Las campanas sonaron en los pueblos, las antorchas se encendieron, y machetes y palos salieron a relucir con el arribo a las poblaciones de integrantes de los comités de reclutamiento, tras la entrada en vigor del servicio militar obligatorio, y con la llegada de brigadas que combatían con el llamado “rifle sanitario” la epidemia de fiebre aftosa que diezmaba al ganado mexicano.

En Senguio, Michoacán, médicos y militares fueron brutalmente linchados en 1947, por el descontento que provocó el sacrificio de animales enfermos: 500 personas enardecidas despedazaron aquel día a los integrantes de la brigada sanitaria, y a uno de ellos le sacaron los ojos. Dos años más tarde, una tragedia semejante ocurrió en Temascalcingo, Estado de México: más de 600 personas despedazaron a dos médicos estadounidenses que formaban parte de la comisión para la erradicación de la fiebre aftosa.

Gema Klope-Santamaría, historiadora especializada en violencia, ha recogido en un libro de claridad deslumbrante, En la vorágine de la violencia (Grano de Sal, 2023), la historia de los linchamientos en el México posrevolucionario. El libro propone que la mayor parte de estos no ocurrieron por ausencia del Estado, sino precisamente por lo contrario: como una forma de defenderse de este. Según Klope-Santamaría, se trató de una forma de resistencia: una reacción a la intervención del Estado, el asesinato tumultuario como una forma de preservación del statu quo.

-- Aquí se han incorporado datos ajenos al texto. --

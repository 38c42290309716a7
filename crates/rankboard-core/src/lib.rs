// Library root: sheet normalization, rank tiers, stats and the pipelines that
// turn fetched grids into dashboard view models.

pub mod config;
pub mod pipeline;
pub mod rank;
pub mod series;
pub mod source;
pub mod stats;
pub mod table;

La historiadora localizó también, en diarios publicados entre 1930 y 1960, una segunda forma de castigo colectivo: el linchamiento de alcaldes, policías, militares, políticos y caciques, “actos de justicia” desatados por el abuso, la manipulación, la explotación y la corrupción. Un caso célebre es el ocurrido en 1959 en Ciudad Hidalgo, Michoacán, en el que el cacique Aquiles de la Peña fue linchado luego de que se difundiera el rumor de que había mandado envenenar el agua. Aunque sólo había en el pueblo un intoxicado, azuzada por años de agravios y resentimientos, la muchedumbre asaltó y quemó la casa del cacique, lapidó a sus pistoleros, ¡desplumó a sus pavos reales! y a él lo dejó convertido en una masa de carne desfigurada a golpes, culatazos y tiros.

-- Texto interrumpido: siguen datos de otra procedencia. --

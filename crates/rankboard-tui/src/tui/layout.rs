// Screen layout: panel arrangement and sizing.
//
// Overview tab:
//
// +--------------------------------------------------+
// | Status Bar (1 row)                                |
// +--------------------------------------------------+
// | Leaderboard cards (5 rows)                        |
// +-------------------------+------------------------+
// | SR Chart (60%)           | SR History (40%)       |
// +-------------------------+------------------------+
// | Help Bar (1 row)                                  |
// +--------------------------------------------------+
//
// Player tab:
//
// +--------------------------------------------------+
// | Status Bar (1 row)                                |
// +--------------------------------------------------+
// | Stat cards (5 rows)                               |
// +--------------------------------------------------+
// | Match History (fill)                              |
// +--------------------------------------------------+
// | Help Bar (1 row)                                  |
// +--------------------------------------------------+

use ratatui::layout::{Constraint, Direction, Layout, Rect};

/// Height of the card strip on both tabs (3 text rows plus borders).
pub const CARD_HEIGHT: u16 = 5;

/// Areas shared by both tabs.
#[derive(Debug, Clone)]
pub struct AppLayout {
    pub status_bar: Rect,
    /// Card strip: leaderboard on the overview tab, stat cards on the player tab.
    pub cards: Rect,
    /// Everything between the cards and the help bar.
    pub body: Rect,
    pub help_bar: Rect,
}

/// Split of the overview body.
#[derive(Debug, Clone)]
pub struct OverviewBody {
    pub chart: Rect,
    pub table: Rect,
}

pub fn build_layout(area: Rect) -> AppLayout {
    let vertical = Layout::default()
        .direction(Direction::Vertical)
        .constraints([
            Constraint::Length(1),           // status bar
            Constraint::Length(CARD_HEIGHT), // cards
            Constraint::Min(6),              // body
            Constraint::Length(1),           // help bar
        ])
        .split(area);

    AppLayout {
        status_bar: vertical[0],
        cards: vertical[1],
        body: vertical[2],
        help_bar: vertical[3],
    }
}

pub fn split_overview_body(body: Rect) -> OverviewBody {
    let horizontal = Layout::default()
        .direction(Direction::Horizontal)
        .constraints([Constraint::Percentage(60), Constraint::Percentage(40)])
        .split(body);

    OverviewBody {
        chart: horizontal[0],
        table: horizontal[1],
    }
}

/// Split a strip into `count` equal-width cards.
pub fn split_cards(area: Rect, count: usize) -> Vec<Rect> {
    if count == 0 {
        return Vec::new();
    }
    let constraints = vec![Constraint::Ratio(1, count as u32); count];
    Layout::default()
        .direction(Direction::Horizontal)
        .constraints(constraints)
        .split(area)
        .to_vec()
}

// ---------------------------------------------------------------------------
// Tests
// ---------------------------------------------------------------------------

#[cfg(test)]
mod tests {
    use super::*;

    fn test_area() -> Rect {
        Rect::new(0, 0, 160, 50)
    }

    #[test]
    fn layout_all_rects_nonzero() {
        let layout = build_layout(test_area());
        let rects = [
            ("status_bar", layout.status_bar),
            ("cards", layout.cards),
            ("body", layout.body),
            ("help_bar", layout.help_bar),
        ];
        for (name, rect) in &rects {
            assert!(
                rect.width > 0 && rect.height > 0,
                "{} has zero area: {:?}",
                name,
                rect
            );
        }
    }

    #[test]
    fn layout_fixed_heights() {
        let layout = build_layout(test_area());
        assert_eq!(layout.status_bar.height, 1);
        assert_eq!(layout.cards.height, CARD_HEIGHT);
        assert_eq!(layout.help_bar.height, 1);
        assert_eq!(layout.body.height, 50 - 1 - CARD_HEIGHT - 1);
    }

    #[test]
    fn overview_chart_wider_than_table() {
        let body = split_overview_body(build_layout(test_area()).body);
        assert!(body.chart.width > body.table.width);
        assert_eq!(body.chart.y, body.table.y);
    }

    #[test]
    fn cards_cover_the_strip() {
        let strip = Rect::new(0, 1, 100, CARD_HEIGHT);
        let cards = split_cards(strip, 4);
        assert_eq!(cards.len(), 4);
        assert_eq!(cards.iter().map(|c| c.width).sum::<u16>(), 100);
        assert!(split_cards(strip, 0).is_empty());
    }

    #[test]
    fn layout_small_terminal_still_valid() {
        let layout = build_layout(Rect::new(0, 0, 40, 14));
        for rect in [layout.status_bar, layout.cards, layout.body, layout.help_bar] {
            assert!(rect.width > 0 && rect.height > 0, "{:?}", rect);
        }
    }
}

Hay una suerte de linchamientos autorizados por el Estado como una forma de legitimar la violencia extralegal: Klope-Santamaría refiere casos en que, de manera abierta, funcionarios públicos, representantes del gobierno, agentes de policía, jueces, presidentes municipales y otras figuras de autoridad organizaron, toleraron, impulsaron linchamientos: fueron ellos mismos quienes tocaron las campanas para convocar a las muchedumbres o sacaron a los acusados de las prisiones para entregarlos a las turbas que los esperaban a la luz de las antorchas, “como una forma de gobernanza y control social”.

México linchó a criminales sanguinarios, a violadores, a robachicos, a descuartizadores. A los llamados “sátiros” que violaban niñas. La nota roja celebró estos linchamientos “como una respuesta aceptable, incluso desde una perspectiva moral”. Las historias de “monstruos” y “chacales”, de “brujas”, “nahuales” y “chupasangres” cuyas transgresiones sociales provocaban y amplificaban la náusea, contribuyeron a hacer tolerables formas ilegales y expeditas de “obtener justicia”. El destino de muchos criminales no lo decidió la ley, escribe Klope-Santamaría, sino “la cultura del castigo que se había arraigado en el México posrevolucionario” y que sigue apareciendo cíclicamente en México en un contexto en el que, cada vez más, las autoridades son percibidas como inútiles, corruptas e incapaces de ofrecer justicia.

En la vorágine de la violencia descrita por la historiadora inquieta la persistencia de linchamientos desatados por rumores, o por el testimonio de una sola persona. Cientos de mexicanos han sido linchados porque alguien creyó ver o escuchar algo.

En sólo seis años, de 2016 a 2022, más de 1,600 linchamientos han sido documentados en el país. Habitamos el país con mayor número de casos en América Latina. Los atribuimos a “ausencia del Estado”.

El libro de Klope-Santamaría parece probar que esta forma de violencia, en realidad, ha formado parte de la construcción del Estado: una forma de control social, y político.
Estamos, en efecto, en la vorágine de la violencia.